Entries taken from a collection:
[Start of section]
//! Structural model of a Solidity code base.
//!
//! The model is produced by the builder from a parsed syntax tree and is the
//! input of the connectivity filter, the storage layout engine and the class
//! diagram exporter.
//!
//! # Organization
//!
//! - [`class`] - [`Class`] entities and their [`ClassStereotype`]
//! - [`member`] - [`Attribute`]s, [`Operator`]s and [`Parameter`]s
//! - [`association`] - [`Association`]s between classes

pub mod association;
pub mod class;
pub mod member;

pub use association::*;
pub use class::*;
pub use member::*;
//! `solscope` binary: parses arguments, sets up logging and reports failures.

use std::process;

use clap::Parser;
use log::{debug, error, info};
use miette::GraphicalTheme;

use solscope_cli::{Args, error_adapter};

fn main() {
    miette::set_panic_hook();

    let args = Args::parse();

    env_logger::Builder::from_env(env_logger::Env::default())
        .filter_level(args.log_level)
        .init();

    let command = args.command.name();
    info!(command, log_level:? = args.log_level; "Running solscope");
    debug!(args:?; "Parsed arguments");

    if let Err(err) = solscope_cli::run(&args) {
        let reports = error_adapter::render(&err, GraphicalTheme::default());
        for report in &reports {
            error!("{report}");
        }
        error!(command, errors = reports.len(); "Command failed");
        process::exit(1);
    }

    info!(command; "Command finished");
}
//! The BuildError type for wrapping builder diagnostics.

use std::fmt;

use crate::error::Diagnostic;

/// A type alias for `Result<T, Diagnostic>`.
pub type Result<T> = std::result::Result<T, Diagnostic>;

/// Error type for building a class model from one source unit.
///
/// Wraps one or more diagnostics.
#[derive(Debug)]
pub struct BuildError {
    diagnostics: Vec<Diagnostic>,
}

impl BuildError {
    /// Create a new build error from diagnostics.
    pub fn new(diagnostics: Vec<Diagnostic>) -> Self {
        Self { diagnostics }
    }

    /// Get all diagnostics in this error.
    pub fn diagnostics(&self) -> &[Diagnostic] {
        &self.diagnostics
    }
}

impl fmt::Display for BuildError {
    fn fmt(&self, f: &mut fmt::Formatter<'_>) -> fmt::Result {
        if let Some(first) = self.diagnostics.first() {
            write!(f, "{}", first)?;
            if self.diagnostics.len() > 1 {
                write!(f, " (+{} more)", self.diagnostics.len() - 1)?;
            }
        }
        Ok(())
    }
}

impl std::error::Error for BuildError {}

impl From<Diagnostic> for BuildError {
    fn from(diagnostic: Diagnostic) -> Self {
        Self {
            diagnostics: vec![diagnostic],
        }
    }
}

#[cfg(test)]
mod tests {
    use super::*;
    use crate::error::ErrorCode;

    #[test]
    fn test_build_error_from_diagnostic() {
        let err: BuildError = Diagnostic::error("bad root").with_code(ErrorCode::E100).into();

        assert_eq!(err.diagnostics().len(), 1);
        assert_eq!(err.diagnostics()[0].message(), "bad root");
    }

    #[test]
    fn test_build_error_display_multiple() {
        let err = BuildError::new(vec![
            Diagnostic::error("first error"),
            Diagnostic::error("second error"),
            Diagnostic::error("third error"),
        ]);

        assert_eq!(err.to_string(), "error: first error (+2 more)");
    }
}
//! Resolution of source unit and import paths.
//!
//! Classes are matched to association targets by comparing a target's
//! absolute path with the paths its referencing unit imports, so unit paths
//! and import paths must be produced by the same resolver.

use std::{
    fs,
    path::{Component, Path, PathBuf},
};

use log::{debug, warn};

/// How import strings are turned into paths.
#[derive(Debug, Clone, Copy, Default, PartialEq, Eq)]
pub enum ImportMode {
    /// Sources were parsed from a local checkout; imports resolve against the
    /// filesystem.
    #[default]
    Filesystem,
    /// Sources came from a flattened bundle with no filesystem behind it;
    /// imports are joined textually with the importing unit's folder.
    Flattened,
}

/// Search root tried for package-style imports when none are configured.
pub const DEFAULT_INCLUDE_DIR: &str = "node_modules";

/// Resolves unit paths and import strings.
#[derive(Debug, Clone)]
pub struct ImportResolver {
    mode: ImportMode,
    include_dirs: Vec<PathBuf>,
}

impl Default for ImportResolver {
    fn default() -> Self {
        Self::new(ImportMode::default())
    }
}

impl ImportResolver {
    pub fn new(mode: ImportMode) -> Self {
        Self {
            mode,
            include_dirs: vec![PathBuf::from(DEFAULT_INCLUDE_DIR)],
        }
    }

    /// Replaces the search roots used for package-style imports such as
    /// `@openzeppelin/contracts/token/ERC20/ERC20.sol`.
    ///
    /// Relative roots are looked up in the importing unit's folder and each
    /// of its ancestors. Absolute roots are used as they are.
    pub fn with_include_dirs(mut self, include_dirs: Vec<PathBuf>) -> Self {
        if !include_dirs.is_empty() {
            self.include_dirs = include_dirs;
        }
        self
    }

    pub fn mode(&self) -> ImportMode {
        self.mode
    }

    pub fn include_dirs(&self) -> &[PathBuf] {
        &self.include_dirs
    }

    /// Returns the absolute path recorded for the unit at `relative_path`.
    pub fn unit_path(&self, relative_path: &str) -> String {
        let path = Path::new(relative_path);
        let resolved = match self.mode {
            ImportMode::Filesystem => fs::canonicalize(path).unwrap_or_else(|_| {
                std::path::absolute(path)
                    .map(|absolute| normalize(&absolute))
                    .unwrap_or_else(|_| normalize(path))
            }),
            ImportMode::Flattened => normalize(path),
        };
        path_string(&resolved)
    }

    /// Resolves an import string seen in the unit at `relative_path`.
    ///
    /// Returns `None` when a filesystem import cannot be found. Failures are
    /// logged and never fatal.
    pub fn resolve(&self, relative_path: &str, import: &str) -> Option<String> {
        let folder = Path::new(relative_path).parent().unwrap_or(Path::new(""));
        let resolved = match self.mode {
            ImportMode::Flattened => Some(normalize(&folder.join(import))),
            ImportMode::Filesystem => self.resolve_on_disk(folder, import),
        };

        match resolved {
            Some(path) => {
                let path = path_string(&path);
                debug!(import, resolved = path.as_str(); "Resolved import");
                Some(path)
            }
            None => {
                warn!(import, unit = relative_path; "Failed to resolve import");
                None
            }
        }
    }

    fn resolve_on_disk(&self, folder: &Path, import: &str) -> Option<PathBuf> {
        if import.starts_with('.') {
            return existing_file(&folder.join(import));
        }

        let ancestors: Vec<&Path> = folder.ancestors().collect();
        self.include_dirs
            .iter()
            .flat_map(|include| -> Vec<PathBuf> {
                if include.is_absolute() {
                    vec![include.join(import)]
                } else {
                    ancestors
                        .iter()
                        .map(|ancestor| ancestor.join(include).join(import))
                        .collect()
                }
            })
            .find_map(|candidate| existing_file(&candidate))
    }
}

fn existing_file(candidate: &Path) -> Option<PathBuf> {
    if candidate.is_file() {
        fs::canonicalize(candidate).ok()
    } else {
        None
    }
}

/// Removes `.` segments and folds `..` segments into their parent.
///
/// A leading `..` that has no parent to fold into is kept.
fn normalize(path: &Path) -> PathBuf {
    let mut normalized = PathBuf::new();
    for component in path.components() {
        match component {
            Component::CurDir => {}
            Component::ParentDir => {
                let can_pop = matches!(
                    normalized.components().next_back(),
                    Some(Component::Normal(_))
                );
                if can_pop {
                    normalized.pop();
                } else if !normalized.has_root() {
                    normalized.push("..");
                }
            }
            other => normalized.push(other.as_os_str()),
        }
    }
    normalized
}

fn path_string(path: &Path) -> String {
    path.to_string_lossy().into_owned()
}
[End of section]
Each of the entries above needs to be given again exactly.

» Response area
//! Structural model of a Solidity code base.
//!
//! The model is produced by the builder from a parsed syntax tree and is the
//! input of the connectivity filter, the storage layout engine and the class
//! diagram exporter.
//!
//! # Organization
//!
//! - [`class`] - [`Class`] entities and their [`ClassStereotype`]
//! - [`member`] - [`Attribute`]s, [`Operator`]s and [`Parameter`]s
//! - [`association`] - [`Association`]s between classes

pub mod association;
pub mod class;
pub mod member;

pub use association::*;
pub use class::*;
pub use member::*;
//! `solscope` binary: parses arguments, sets up logging and reports failures.

use std::process;

use clap::Parser;
use log::{debug, error, info};
use miette::GraphicalTheme;

use solscope_cli::{Args, error_adapter};

fn main() {
    miette::set_panic_hook();

    let args = Args::parse();

    env_logger::Builder::from_env(env_logger::Env::default())
        .filter_level(args.log_level)
        .init();

    let command = args.command.name();
    info!(command, log_level:? = args.log_level; "Running solscope");
    debug!(args:?; "Parsed arguments");

    if let Err(err) = solscope_cli::run(&args) {
        let reports = error_adapter::render(&err, GraphicalTheme::default());
        for report in &reports {
            error!("{report}");
        }
        error!(command, errors = reports.len(); "Command failed");
        process::exit(1);
    }

    info!(command; "Command finished");
}
//! The BuildError type for wrapping builder diagnostics.

use std::fmt;

use crate::error::Diagnostic;

/// A type alias for `Result<T, Diagnostic>`.
pub type Result<T> = std::result::Result<T, Diagnostic>;

/// Error type for building a class model from one source unit.
///
/// Wraps one or more diagnostics.
#[derive(Debug)]
pub struct BuildError {
    diagnostics: Vec<Diagnostic>,
}

impl BuildError {
    /// Create a new build error from diagnostics.
    pub fn new(diagnostics: Vec<Diagnostic>) -> Self {
        Self { diagnostics }
    }

    /// Get all diagnostics in this error.
    pub fn diagnostics(&self) -> &[Diagnostic] {
        &self.diagnostics
    }
}

impl fmt::Display for BuildError {
    fn fmt(&self, f: &mut fmt::Formatter<'_>) -> fmt::Result {
        if let Some(first) = self.diagnostics.first() {
            write!(f, "{}", first)?;
            if self.diagnostics.len() > 1 {
                write!(f, " (+{} more)", self.diagnostics.len() - 1)?;
            }
        }
        Ok(())
    }
}

impl std::error::Error for BuildError {}

impl From<Diagnostic> for BuildError {
    fn from(diagnostic: Diagnostic) -> Self {
        Self {
            diagnostics: vec![diagnostic],
        }
    }
}

#[cfg(test)]
mod tests {
    use super::*;
    use crate::error::ErrorCode;

    #[test]
    fn test_build_error_from_diagnostic() {
        let err: BuildError = Diagnostic::error("bad root").with_code(ErrorCode::E100).into();

        assert_eq!(err.diagnostics().len(), 1);
        assert_eq!(err.diagnostics()[0].message(), "bad root");
    }

    #[test]
    fn test_build_error_display_multiple() {
        let err = BuildError::new(vec![
            Diagnostic::error("first error"),
            Diagnostic::error("second error"),
            Diagnostic::error("third error"),
        ]);

        assert_eq!(err.to_string(), "error: first error (+2 more)");
    }
}
//! Resolution of source unit and import paths.
//!
//! Classes are matched to association targets by comparing a target's
//! absolute path with the paths its referencing unit imports, so unit paths
//! and import paths must be produced by the same resolver.

use std::{
    fs,
    path::{Component, Path, PathBuf},
};

use log::{debug, warn};

/// How import strings are turned into paths.
#[derive(Debug, Clone, Copy, Default, PartialEq, Eq)]
pub enum ImportMode {
    /// Sources were parsed from a local checkout; imports resolve against the
    /// filesystem.
    #[default]
    Filesystem,
    /// Sources came from a flattened bundle with no filesystem behind it;
    /// imports are joined textually with the importing unit's folder.
    Flattened,
}

/// Search root tried for package-style imports when none are configured.
pub const DEFAULT_INCLUDE_DIR: &str = "node_modules";

/// Resolves unit paths and import strings.
#[derive(Debug, Clone)]
pub struct ImportResolver {
    mode: ImportMode,
    include_dirs: Vec<PathBuf>,
}

impl Default for ImportResolver {
    fn default() -> Self {
        Self::new(ImportMode::default())
    }
}

impl ImportResolver {
    pub fn new(mode: ImportMode) -> Self {
        Self {
            mode,
            include_dirs: vec![PathBuf::from(DEFAULT_INCLUDE_DIR)],
        }
    }

    /// Replaces the search roots used for package-style imports such as
    /// `@openzeppelin/contracts/token/ERC20/ERC20.sol`.
    ///
    /// Relative roots are looked up in the importing unit's folder and each
    /// of its ancestors. Absolute roots are used as they are.
    pub fn with_include_dirs(mut self, include_dirs: Vec<PathBuf>) -> Self {
        if !include_dirs.is_empty() {
            self.include_dirs = include_dirs;
        }
        self
    }

    pub fn mode(&self) -> ImportMode {
        self.mode
    }

    pub fn include_dirs(&self) -> &[PathBuf] {
        &self.include_dirs
    }

    /// Returns the absolute path recorded for the unit at `relative_path`.
    pub fn unit_path(&self, relative_path: &str) -> String {
        let path = Path::new(relative_path);
        let resolved = match self.mode {
            ImportMode::Filesystem => fs::canonicalize(path).unwrap_or_else(|_| {
                std::path::absolute(path)
                    .map(|absolute| normalize(&absolute))
                    .unwrap_or_else(|_| normalize(path))
            }),
            ImportMode::Flattened => normalize(path),
        };
        path_string(&resolved)
    }

    /// Resolves an import string seen in the unit at `relative_path`.
    ///
    /// Returns `None` when a filesystem import cannot be found. Failures are
    /// logged and never fatal.
    pub fn resolve(&self, relative_path: &str, import: &str) -> Option<String> {
        let folder = Path::new(relative_path).parent().unwrap_or(Path::new(""));
        let resolved = match self.mode {
            ImportMode::Flattened => Some(normalize(&folder.join(import))),
            ImportMode::Filesystem => self.resolve_on_disk(folder, import),
        };

        match resolved {
            Some(path) => {
                let path = path_string(&path);
                debug!(import, resolved = path.as_str(); "Resolved import");
                Some(path)
            }
            None => {
                warn!(import, unit = relative_path; "Failed to resolve import");
                None
            }
        }
    }

    fn resolve_on_disk(&self, folder: &Path, import: &str) -> Option<PathBuf> {
        if import.starts_with('.') {
            return existing_file(&folder.join(import));
        }

        let ancestors: Vec<&Path> = folder.ancestors().collect();
        self.include_dirs
            .iter()
            .flat_map(|include| -> Vec<PathBuf> {
                if include.is_absolute() {
                    vec![include.join(import)]
                } else {
                    ancestors
                        .iter()
                        .map(|ancestor| ancestor.join(include).join(import))
                        .collect()
                }
            })
            .find_map(|candidate| existing_file(&candidate))
    }
}

fn existing_file(candidate: &Path) -> Option<PathBuf> {
    if candidate.is_file() {
        fs::canonicalize(candidate).ok()
    } else {
        None
    }
}

/// Removes `.` segments and folds `..` segments into their parent.
///
/// A leading `..` that has no parent to fold into is kept.
fn normalize(path: &Path) -> PathBuf {
    let mut normalized = PathBuf::new();
    for component in path.components() {
        match component {
            Component::CurDir => {}
            Component::ParentDir => {
                let can_pop = matches!(
                    normalized.components().next_back(),
                    Some(Component::Normal(_))
                );
                if can_pop {
                    normalized.pop();
                } else if !normalized.has_root() {
                    normalized.push("..");
                }
            }
            other => normalized.push(other.as_os_str()),
        }
    }
    normalized
}

fn path_string(path: &Path) -> String {
    path.to_string_lossy().into_owned()
}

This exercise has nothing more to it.